What happened after you saw firsthand that environmental issues were social justice issues?
I got involved in the fossil fuel divestment campaign at my college. We were trying to get our school to stop investing in the companies causing devastation in West Virginia and all around the world. I helped to build support on campus for pressuring our school’s administration to divest. We saw on our campus, and on others, that we were making a lot of progress, but it didn’t feel like we were really at the scale we needed. We saw every year climate change getting worse and worse around us. And a big part of the reason why I helped start Sunrise is because it was clear that we needed a movement that was matching the scale of the crisis and contesting for political power in Washington and all around the country.
What message do you feel the Democratic Party sent with the decision not to hold a climate debate nor let candidates participate in an outside one?
It really cemented for us this understanding that Sunrise and so many other youth movements fighting for a livable future feel, which is that the adults in the room are not taking this crisis seriously. And it’s on us to push the generation in power to start treating this like the emergency that it is, and that we see and feel every day.
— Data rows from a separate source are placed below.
#![allow(dead_code)]

use async_trait::async_trait;
use serde_json::json;

use nexus_orchestrator::cost::{TokenUsage, Usd};
use nexus_orchestrator::errors::{NexusError, Severity};
use nexus_orchestrator::fallback::run_with_fallback;
use nexus_orchestrator::quality::QualityMetrics;
use nexus_orchestrator::retry::{RetryPolicy, run_with_retry};
use nexus_orchestrator::stage::{ProviderInfo, Stage, StageInput, StageOutput};

/// Succeeds immediately, recording a small API spend.
#[derive(Debug, Clone)]
pub struct OkStage;

#[async_trait]
impl Stage for OkStage {
    async fn execute(&self, input: StageInput) -> Result<StageOutput, NexusError> {
        input.costs.record_api_call(
            &input.stage,
            "gemini-2.0-flash",
            TokenUsage::new(400, 900),
            Usd::from_dollars(0.003),
            Some("gemini-2.0-flash".into()),
        );
        Ok(StageOutput::new(json!({"stage": input.stage})).with_provider(ProviderInfo {
            name: "primary".into(),
            tier: nexus_orchestrator::fallback::ProviderTier::Primary,
            attempts: 1,
        }))
    }
}

/// Succeeds and reports fixed quality metrics.
pub struct MetricsStage {
    pub metrics: QualityMetrics,
}

#[async_trait]
impl Stage for MetricsStage {
    async fn execute(&self, input: StageInput) -> Result<StageOutput, NexusError> {
        Ok(StageOutput::new(json!({"stage": input.stage})).with_metrics(self.metrics.clone()))
    }
}

/// Always fails with the configured severity and code.
pub struct FailingStage {
    pub severity: Severity,
    pub code: &'static str,
}

#[async_trait]
impl Stage for FailingStage {
    async fn execute(&self, input: StageInput) -> Result<StageOutput, NexusError> {
        Err(NexusError::new(self.code, self.severity, "scripted failure").with_stage(&input.stage))
    }
}

/// A TTS stage whose primary provider raises FALLBACK and whose secondary
/// succeeds, composed through the real retry and fallback engines.
pub struct TtsWithFallbackStage;

#[async_trait]
impl Stage for TtsWithFallbackStage {
    async fn execute(&self, input: StageInput) -> Result<StageOutput, NexusError> {
        let providers = vec!["neural2".to_string(), "chirp3-hd".to_string()];
        let policy = RetryPolicy::new(input.config.retries);
        let outcome = run_with_fallback(&providers, "tts-synthesis", |provider| {
            let provider = provider.clone();
            let policy = policy.clone();
            async move {
                if provider == "neural2" {
                    Err(NexusError::fallback(
                        "NEXUS_TTS_VOICE_UNAVAILABLE",
                        "primary voice unavailable",
                    ))
                } else {
                    run_with_retry(&policy, "tts-call", |_| async {
                        Ok(json!({"audio": "synthesized"}))
                    })
                    .await
                }
            }
        })
        .await?;

        let provider = ProviderInfo::from(&outcome);
        Ok(StageOutput::new(outcome.value).with_provider(provider))
    }
}

/// Fails the first `failures` executions, then succeeds.
pub struct FlakyStage {
    pub failures: std::sync::atomic::AtomicU32,
    pub severity: Severity,
    pub code: &'static str,
}

impl FlakyStage {
    pub fn failing_once(severity: Severity, code: &'static str) -> Self {
        Self {
            failures: std::sync::atomic::AtomicU32::new(1),
            severity,
            code,
        }
    }
}

#[async_trait]
impl Stage for FlakyStage {
    async fn execute(&self, input: StageInput) -> Result<StageOutput, NexusError> {
        use std::sync::atomic::Ordering;
        let remaining = self.failures.load(Ordering::SeqCst);
        if remaining > 0 {
            self.failures.store(remaining - 1, Ordering::SeqCst);
            return Err(
                NexusError::new(self.code, self.severity, "flaky failure").with_stage(&input.stage)
            );
        }
        Ok(StageOutput::new(json!({"stage": input.stage, "recovered": true})))
    }
}
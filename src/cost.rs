//! Per-call cost accounting, budget guard, and API-quota guard.
//!
//! Money is held as integer micro-dollars ([`Usd`]) so stage totals always
//! reconcile exactly with the pipeline total; the 4-decimal USD precision of
//! the persisted documents is a rounding rule at the serde boundary, not an
//! arithmetic one.
//!
//! Three concerns live here:
//!
//! * [`CostTracker`]: in-flight, per-pipeline accumulation of
//!   [`ApiCallRecord`]s, rolled up by stage / category / service.
//! * [`BudgetTracker`]: the single mutable `budget/current` document,
//!   updated read-modify-write behind a version token, with per-video
//!   warning/critical alerting deduplicated by month.
//! * [`QuotaGuard`]: daily YouTube API units in `youtube-quota/{date}`
//!   under the same optimistic-concurrency discipline.

use std::collections::BTreeMap;
use std::sync::{Arc, RwLock};

use chrono::{DateTime, Utc};
use miette::Diagnostic;
use serde::{Deserialize, Serialize};
use thiserror::Error;
use tracing::debug;

use crate::collaborators::Clock;
use crate::store::{DocumentStore, DocumentStoreExt, StoreError, paths};

// ── Money ──────────────────────────────────────────────────────────────

/// USD amount in integer micro-dollars.
///
/// Serializes as a plain JSON number of dollars rounded to 4 decimals
/// (`0.0325`), matching the persisted document shape.
#[derive(Debug, Clone, Copy, PartialEq, Eq, PartialOrd, Ord, Hash, Default)]
pub struct Usd(i64);

impl Usd {
    pub const ZERO: Usd = Usd(0);

    #[must_use]
    pub fn from_micros(micros: i64) -> Self {
        Self(micros)
    }

    /// Build from a dollar amount, rounding to 4 decimal places.
    #[must_use]
    pub fn from_dollars(dollars: f64) -> Self {
        Self(((dollars * 10_000.0).round() as i64) * 100)
    }

    #[must_use]
    pub fn micros(self) -> i64 {
        self.0
    }

    #[must_use]
    pub fn as_dollars(self) -> f64 {
        self.0 as f64 / 1_000_000.0
    }

    #[must_use]
    pub fn is_zero(self) -> bool {
        self.0 == 0
    }

    #[must_use]
    pub fn saturating_sub(self, other: Usd) -> Usd {
        Usd(self.0.saturating_sub(other.0).max(0))
    }
}

impl std::ops::Add for Usd {
    type Output = Usd;
    fn add(self, rhs: Usd) -> Usd {
        Usd(self.0 + rhs.0)
    }
}

impl std::ops::AddAssign for Usd {
    fn add_assign(&mut self, rhs: Usd) {
        self.0 += rhs.0;
    }
}

impl std::iter::Sum for Usd {
    fn sum<I: Iterator<Item = Usd>>(iter: I) -> Usd {
        iter.fold(Usd::ZERO, |acc, x| acc + x)
    }
}

impl std::fmt::Display for Usd {
    fn fmt(&self, f: &mut std::fmt::Formatter<'_>) -> std::fmt::Result {
        write!(f, "${:.4}", self.as_dollars())
    }
}

impl Serialize for Usd {
    fn serialize<S: serde::Serializer>(&self, serializer: S) -> Result<S::Ok, S::Error> {
        // 4-decimal dollars on the wire.
        serializer.serialize_f64((self.as_dollars() * 10_000.0).round() / 10_000.0)
    }
}

impl<'de> Deserialize<'de> for Usd {
    fn deserialize<D: serde::Deserializer<'de>>(deserializer: D) -> Result<Self, D::Error> {
        let dollars = f64::deserialize(deserializer)?;
        Ok(Usd::from_dollars(dollars))
    }
}

// ── Records ────────────────────────────────────────────────────────────

/// Token counts attached to an API call, when the provider reports them.
#[derive(Debug, Clone, Default, PartialEq, Eq, Serialize, Deserialize)]
pub struct TokenUsage {
    #[serde(skip_serializing_if = "Option::is_none")]
    pub input: Option<u64>,
    #[serde(skip_serializing_if = "Option::is_none")]
    pub output: Option<u64>,
}

impl TokenUsage {
    #[must_use]
    pub fn new(input: u64, output: u64) -> Self {
        Self {
            input: Some(input),
            output: Some(output),
        }
    }
}

/// One billable call against an external service.
#[derive(Debug, Clone, PartialEq, Serialize, Deserialize)]
pub struct ApiCallRecord {
    pub service: String,
    #[serde(default)]
    pub tokens: TokenUsage,
    pub cost: Usd,
    #[serde(skip_serializing_if = "Option::is_none")]
    pub model: Option<String>,
    pub timestamp: DateTime<Utc>,
}

/// Billing category a service rolls up under.
#[must_use]
pub fn category_for_service(service: &str) -> &'static str {
    let lower = service.to_ascii_lowercase();
    if lower.contains("tts") || lower.contains("chirp") || lower.contains("voice") {
        "tts"
    } else if lower.contains("gemini") || lower.contains("llm") || lower.contains("claude") {
        "llm"
    } else if lower.contains("imagen") || lower.contains("image") || lower.contains("thumbnail") {
        "image"
    } else if lower.contains("render") || lower.contains("encode") {
        "render"
    } else if lower.contains("storage") || lower.contains("bucket") {
        "storage"
    } else {
        "other"
    }
}

// ── Errors ─────────────────────────────────────────────────────────────

#[derive(Debug, Error, Diagnostic)]
pub enum CostError {
    #[error(transparent)]
    #[diagnostic(code(nexus::cost::store))]
    Store(#[from] StoreError),

    #[error("optimistic write lost {attempts} times for {what}")]
    #[diagnostic(
        code(nexus::cost::contention),
        help("Another writer kept winning the version race; investigate runaway writers.")
    )]
    Contention { what: &'static str, attempts: u32 },

    #[error("YouTube quota exceeded for {date}: {used} of {cap} units")]
    #[diagnostic(code(nexus::cost::quota_exceeded))]
    QuotaExceeded { date: String, used: u64, cap: u64 },
}

const RMW_ATTEMPTS: u32 = 5;

// ── Per-pipeline tracker ───────────────────────────────────────────────

/// Roll-up of everything a pipeline spent.
#[derive(Debug, Clone, PartialEq, Serialize, Deserialize)]
pub struct CostBreakdown {
    pub total: Usd,
    pub by_category: BTreeMap<String, Usd>,
    pub by_stage: BTreeMap<String, Usd>,
    pub services: Vec<String>,
}

/// The persisted `pipelines/{id}/costs` document.
#[derive(Debug, Clone, PartialEq, Serialize, Deserialize)]
pub struct CostsDocument {
    pub pipeline_id: String,
    pub stages: BTreeMap<String, Vec<ApiCallRecord>>,
    pub breakdown: CostBreakdown,
}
For our entire lives, politicians have seemed to be more concerned with who’s giving to their campaign or what is politically possible according to pundits in Washington, DC, than to what is actually necessary to give our generation a livable future. And our movement is about saying we need to give it everything we’ve got to fight for what scientists tell us is necessary to avert climate catastrophe in our lifetimes and to save our generation. We are going to relentlessly push for that and demand that every politician fight alongside us. If they don’t fight for us, then they don’t deserve to lead.
How do you see the role of Sunrise in pushing candidates to talk about climate change in the 2020 presidential race?
We’re really clear that we need the next president to make tackling climate change and passing the Green New Deal a top priority on day one. In order to do that, we need to be pressuring all the candidates on the campaign trail on a regular basis and pushing them to actually put forward a plan in line with the crisis and have real strategy for how they’re going to push this through.
When it comes to discussing climate change in elections, do you feel something has changed?
A big reason why we were pushing for a climate debate was because that would put the issue in the forefront of the political conversation in a really big way. We didn’t win a climate debate, but we did put the spotlight of the nation on how the debates and the presidential races for our entire lives have so poorly covered the crisis. In 2020, it’s already clear it’s going to be different, with CNN and MSNBC hosting town halls and forums next month. It’s really historic and not something that I think anyone would have thought was possible four years ago.
This interview has been edited for length and clarity.